Absence de qualification d’accidents de "télétravail" : une application stricte des horaires et des missions lors de l’accident...


https://www.unsa.org/2816

Deux arrêts de cour d’appel ont écarté la qualification d’accidents de travail survenus en télétravail. Ces arrêts s’inscrivent dans un contexte de développement des pratiques de télétravail, alors qu’au niveau européen les syndicats négocient un accord qui pourrait aboutir à une Directive européenne au cours du 1er semestre 2014.
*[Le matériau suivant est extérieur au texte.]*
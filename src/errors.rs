//! Application error types and user-facing error formatting.
//!
//! [`NavError`] is the unified top-level error. It carries contextual hints
//! and exit codes so that `main()` can present human-readable diagnostics on
//! stderr without ever exposing raw panics or debug formatting.
//!
//! An empty selection, an unreadable file, and a query with no matches are
//! not errors; they are handled as ordinary outcomes by the query layer.

use std::path::PathBuf;

use thiserror::Error;

// ---------------------------------------------------------------------------
// Exit codes
// ---------------------------------------------------------------------------

/// Exit code for an unrecoverable runtime error.
///
/// A completed scan exits `0` with or without matches. Argument errors never
/// reach [`NavError`]; clap reports them and exits with its own code `2`.
pub const EXIT_ERROR: i32 = 1;

// ---------------------------------------------------------------------------
// Unified application error
// ---------------------------------------------------------------------------

#[derive(Error, Debug)]
pub enum NavError {
    /// The search root does not exist or is not a directory.
    #[error("search root is not a readable directory: {}", .0.display())]
    InvalidRoot(PathBuf),

    /// A configuration file could not be read or parsed.
    #[error("{0:#}")]
    Config(anyhow::Error),

    /// A generated pattern failed to compile.
    #[error("invalid search pattern: {0}")]
    Pattern(#[from] regex::Error),

    /// The line matcher rejected a generated pattern.
    #[error("invalid search pattern: {0}")]
    Matcher(#[from] grep::regex::Error),

    #[error(transparent)]
    Io(#[from] std::io::Error),

    #[error(transparent)]
    Other(#[from] anyhow::Error),
}

impl NavError {
    /// Return the appropriate process exit code for this error.
    pub fn exit_code(&self) -> i32 {
        EXIT_ERROR
    }

    /// Return an optional human-readable hint that may help the user fix
    /// the problem.  Returns `None` when no specific guidance applies.
    pub fn hint(&self) -> Option<&'static str> {
        match self {
            NavError::InvalidRoot(_) => Some("pass an existing directory with --root"),
            NavError::Config(_) => {
                Some("check ~/.asmnav/config.toml and <root>/.asmnav/config.toml")
            }
            NavError::Pattern(_) | NavError::Matcher(_) => {
                Some("the selected token may be too long to search for")
            }
            NavError::Io(e) if e.kind() == std::io::ErrorKind::NotFound => {
                Some("verify the file or directory exists")
            }
            NavError::Io(e) if e.kind() == std::io::ErrorKind::PermissionDenied => {
                Some("check file permissions")
            }
            _ => None,
        }
    }
}

// ---------------------------------------------------------------------------
// Tests
// ---------------------------------------------------------------------------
JURISPRUDENCE DE COURS D’APPEL :

Ces récents arrêts soulèvent, à ces égards, de nouvelles questions, celles du temps et du lieu de travail. Celles aussi des missions exercées et des agissements dans le temps de l’accident... .

FAITS :

  • Dans un premier arrêt de la cour d’appel d’Amiens du 15 juin 2023, une salariée effectuait du télétravail en période de pandémie. Elle avait aménagé son espace de travail dans le sous-sol de son domicile, accessible par un escalier. Le 30 juillet 2020, ayant « poinçonné » la fin de sa journée de travail vers 16 heures, en remontant les escaliers, la salariée chuta accidentellement.
  • Autre décision : la cour d’appel de La Réunion a rendu un arrêt le 4 mai 2023 : un salarié était en télétravail au moment de l’accident litigieux. A 8 30, un camion a percuté un poteau, interrompant par conséquent la connexion internet du salarié. Ce dernier, alors qu’il venait de commencer son télétravail, décida de se rendre sur la voie publique afin de discuter avec le chauffeur. Mais, un second véhicule tira à nouveau sur les câbles, entrainant ainsi la chute du poteau sur le salarié.
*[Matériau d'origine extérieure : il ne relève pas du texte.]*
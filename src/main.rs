use asmnav::{cli, output, router};

fn main() {
    let cli = cli::parse();
    init_logging(cli.verbose);

    let json = cli.json;
    if let Err(err) = router::dispatch(cli) {
        std::process::exit(output::format_error(&err, json));
    }
}

/// Diagnostics go to stderr at `warn` (or `debug` with `--verbose`) unless
/// `RUST_LOG` says otherwise.
fn init_logging(verbose: bool) {
    let default_level = if verbose { "debug" } else { "warn" };
    let env_filter = tracing_subscriber::EnvFilter::try_from_default_env()
        .unwrap_or_else(|_| tracing_subscriber::EnvFilter::new(default_level));

    tracing_subscriber::fmt()
        .with_env_filter(env_filter)
        .with_writer(std::io::stderr)
        .with_target(false)
        .init();
}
Question : Comment appliquer la notion de lieu et de temps de travail à un salarié en télétravail ?

- DROIT APPLICABLE :

  • Pour le premier arrêt, les juges d’appel ont considéré que l’accident avait eu lieu en dehors du temps de travail. En effet, sa journée de travail s’était finie avant que l’accident ne survienne, elle n’était donc plus sous la subordination de son employeur. La présomption d’imputabilité ne pouvait pas s’appliquer, quand bien même il y avait un faible écart entre la fin du travail de la salariée et son accident. Ensuite, ils ont estimé que la demandeuse ne rapportait pas la preuve du caractère professionnel de l’accident.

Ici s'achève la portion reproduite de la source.